Bristol-Myers Squibb Company (NYSE:BMY) stock has done quite well recently, although the company is losing one of its key executives. Jeremy Levin, the man behind Bristol-Myers Squibb’s “string of pearls” strategy for acquisitions will be taking over the reins at Teva Pharmaceuticals (NYSE:TEVA). That means Lamberto Andreotti and Elliott Sigal, Bristol-Myers Squibb’s CEO and Chief Scientific Officer respectively, will take over the business development job for the time being. Andreotti and Sigal should be able to do a fine job, but investors are also worried about some patent expirations that Bristol-Myers Squibb is about to experience. Patents for Plavix, which is a blood-thinning drug, and Avapro, which fights high blood pressure, are both set to expire in 2012. As described here though, Bristol-Myers Squibb has some good ideas for combating the pending expirations. Acquisitions, licensing, and new drugs that are coming out soon should help tremendously. Important competitors for Bristol-Myers Squibb include AstraZeneca (NYSE:AZN), Merck (NYSE:MRK), and Roche (OTCQX:RHHBY). Bristol-Myers Squibb has fairly high price to earnings and price to sales ratios compared to those stocks, caused in part by its strong margins. Those numbers are 73.41% gross and 33.04% operating. Investors should note that BMY is a pretty defensive stock – its beta is 0.47.
Comcast Corporation (NASDAQ:CMCSA) has been pretty flat over the past few months, but the company’s having a good deal of success with its sports broadcasting. The Versus channel is now the NBC Sports Channel, and the 2012 Olympics should get that network off to a great start. Additionally, the NFL game between the New York Giants and the Dallas Cowboys, which was broadcast on the regular NBC channel, got terrific ratings this past Sunday. In fact, it was the best ratings for Sunday Night Football in the six-year period that NBC has held those rights. Comcast has also decided to stream the Super Bowl to smartphones and tablets that download the free NFL Mobile app. With the Super Bowl being televised on NBC this year, Comcast had the power to make history with this decision, and it figures to be a wise one.
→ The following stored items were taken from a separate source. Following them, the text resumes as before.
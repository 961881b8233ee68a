//! Outer adapters: CSV codecs and the script replay driving the engine.

pub mod csv;
pub mod replay;
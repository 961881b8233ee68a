pub mod directory_reader;
pub mod event_reader;
pub mod request_writer;
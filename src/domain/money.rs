use crate::error::DispatchError;
use rust_decimal::Decimal;
use serde::{Deserialize, Serialize};
use std::fmt;

/// A strictly positive monetary amount (quotations, final bills, payments).
///
/// Deserialization goes through [`Amount::new`], so persisted or scripted
/// values can never smuggle in a zero or negative amount.
#[derive(Debug, Clone, Copy, PartialEq, PartialOrd, Serialize, Deserialize)]
#[serde(try_from = "Decimal", into = "Decimal")]
pub struct Amount(Decimal);

impl Amount {
    pub fn new(value: Decimal) -> Result<Self, DispatchError> {
        if value > Decimal::ZERO {
            Ok(Self(value))
        } else {
            Err(DispatchError::ValidationError(
                "Amount must be positive".to_string(),
            ))
        }
    }

    pub fn value(&self) -> Decimal {
        self.0
    }

    /// Amount in minor currency units (paise, cents), as gateways expect.
    pub fn minor_units(&self) -> Decimal {
        (self.0 * Decimal::ONE_HUNDRED).round()
    }
}

impl TryFrom<Decimal> for Amount {
    type Error = DispatchError;

    fn try_from(value: Decimal) -> Result<Self, Self::Error> {
        Self::new(value)
    }
}

impl From<Amount> for Decimal {
    fn from(amount: Amount) -> Self {
        amount.0
    }
}

impl fmt::Display for Amount {
    fn fmt(&self, f: &mut fmt::Formatter<'_>) -> fmt::Result {
        write!(f, "{}", self.0.normalize())
    }
}
use crate::domain::actor::UserId;
use crate::domain::ids::PaymentId;
use crate::domain::payment::{Payment, PaymentStatus};
use crate::domain::request::RequestStatus;
use thiserror::Error;

#[derive(Error, Debug)]
pub enum DispatchError {
    #[error("{entity} not found: {id}")]
    NotFound { entity: &'static str, id: String },

    #[error("invalid transition from {from} to {to} by actor {actor}")]
    InvalidTransition {
        from: RequestStatus,
        to: RequestStatus,
        actor: UserId,
    },

    #[error("request has already been claimed")]
    AlreadyClaimed,

    #[error("unauthorized: {0}")]
    Unauthorized(String),

    /// A second successful settlement was attempted. The payment that
    /// already settled the request is carried unchanged.
    #[error("request {} is already settled by payment {}", existing.request_id, existing.id)]
    DuplicateSettlement { existing: Box<Payment> },

    #[error("gateway verification failed for payment {payment_id}")]
    GatewayVerificationFailed { payment_id: PaymentId },

    #[error("payment {payment_id} is {status}, expected {expected}")]
    InvalidPaymentState {
        payment_id: PaymentId,
        status: PaymentStatus,
        expected: PaymentStatus,
    },

    /// The request moved on before work based on an earlier read of it ran.
    #[error("request {0} changed before its conversation was bound")]
    StaleRequest(String),

    #[error("conversation {0} is no longer active")]
    ConversationInactive(String),

    #[error("request {0} has already been reviewed")]
    ReviewExists(String),

    #[error("validation error: {0}")]
    ValidationError(String),

    /// A precondition the engine itself is responsible for was violated.
    #[error("invariant violated: {0}")]
    Invariant(String),

    #[error("payment gateway error: {0}")]
    Gateway(String),

    #[error("CSV error: {0}")]
    CsvError(#[from] csv::Error),

    #[error("IO error: {0}")]
    IoError(#[from] std::io::Error),

    #[error("serialization error: {0}")]
    Serialization(#[from] serde_json::Error),

    #[cfg(feature = "storage-rocksdb")]
    #[error("RocksDB error: {0}")]
    RocksDB(#[from] rocksdb::Error),

    #[error("internal error: {0}")]
    InternalError(Box<dyn std::error::Error + Send + Sync>),
}

impl DispatchError {
    pub fn not_found(entity: &'static str, id: impl ToString) -> Self {
        Self::NotFound {
            entity,
            id: id.to_string(),
        }
    }

    /// Outcomes callers handle as ordinary control flow rather than failures.
    pub fn is_expected(&self) -> bool {
        matches!(
            self,
            Self::AlreadyClaimed
                | Self::GatewayVerificationFailed { .. }
                | Self::StaleRequest(_)
        )
    }
}

pub type Result<T> = std::result::Result<T, DispatchError>;

#[cfg(test)]
mod tests {
    use super::*;

    #[test]
    fn test_expected_outcomes() {
        assert!(DispatchError::AlreadyClaimed.is_expected());
        assert!(
            DispatchError::GatewayVerificationFailed {
                payment_id: PaymentId::new()
            }
            .is_expected()
        );
        assert!(DispatchError::StaleRequest("r-1".to_string()).is_expected());
        assert!(!DispatchError::Unauthorized("nope".to_string()).is_expected());
        assert!(!DispatchError::not_found("request", "r-1").is_expected());
    }

    #[test]
    fn test_invalid_transition_message_names_states_and_actor() {
        let err = DispatchError::InvalidTransition {
            from: RequestStatus::Pending,
            to: RequestStatus::Completed,
            actor: UserId(7),
        };
        assert_eq!(
            err.to_string(),
            "invalid transition from pending to completed by actor 7"
        );
    }
}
After all, smartphone and tablet users will still have to watch the commercials that make the Super Bowl so lucrative for Comcast in the first place. Important competitors for Comcast include DIRECTV (DTV) and Dish Network (NASDAQ:DISH). Those stocks have lower price to earnings, price/earnings to growth, and price to sales ratios, as many investors doubt satellite’s ability to compete with cable in the future.
Disclosure: I have no positions in any stocks mentioned, and no plans to initiate any positions within the next 72 hours.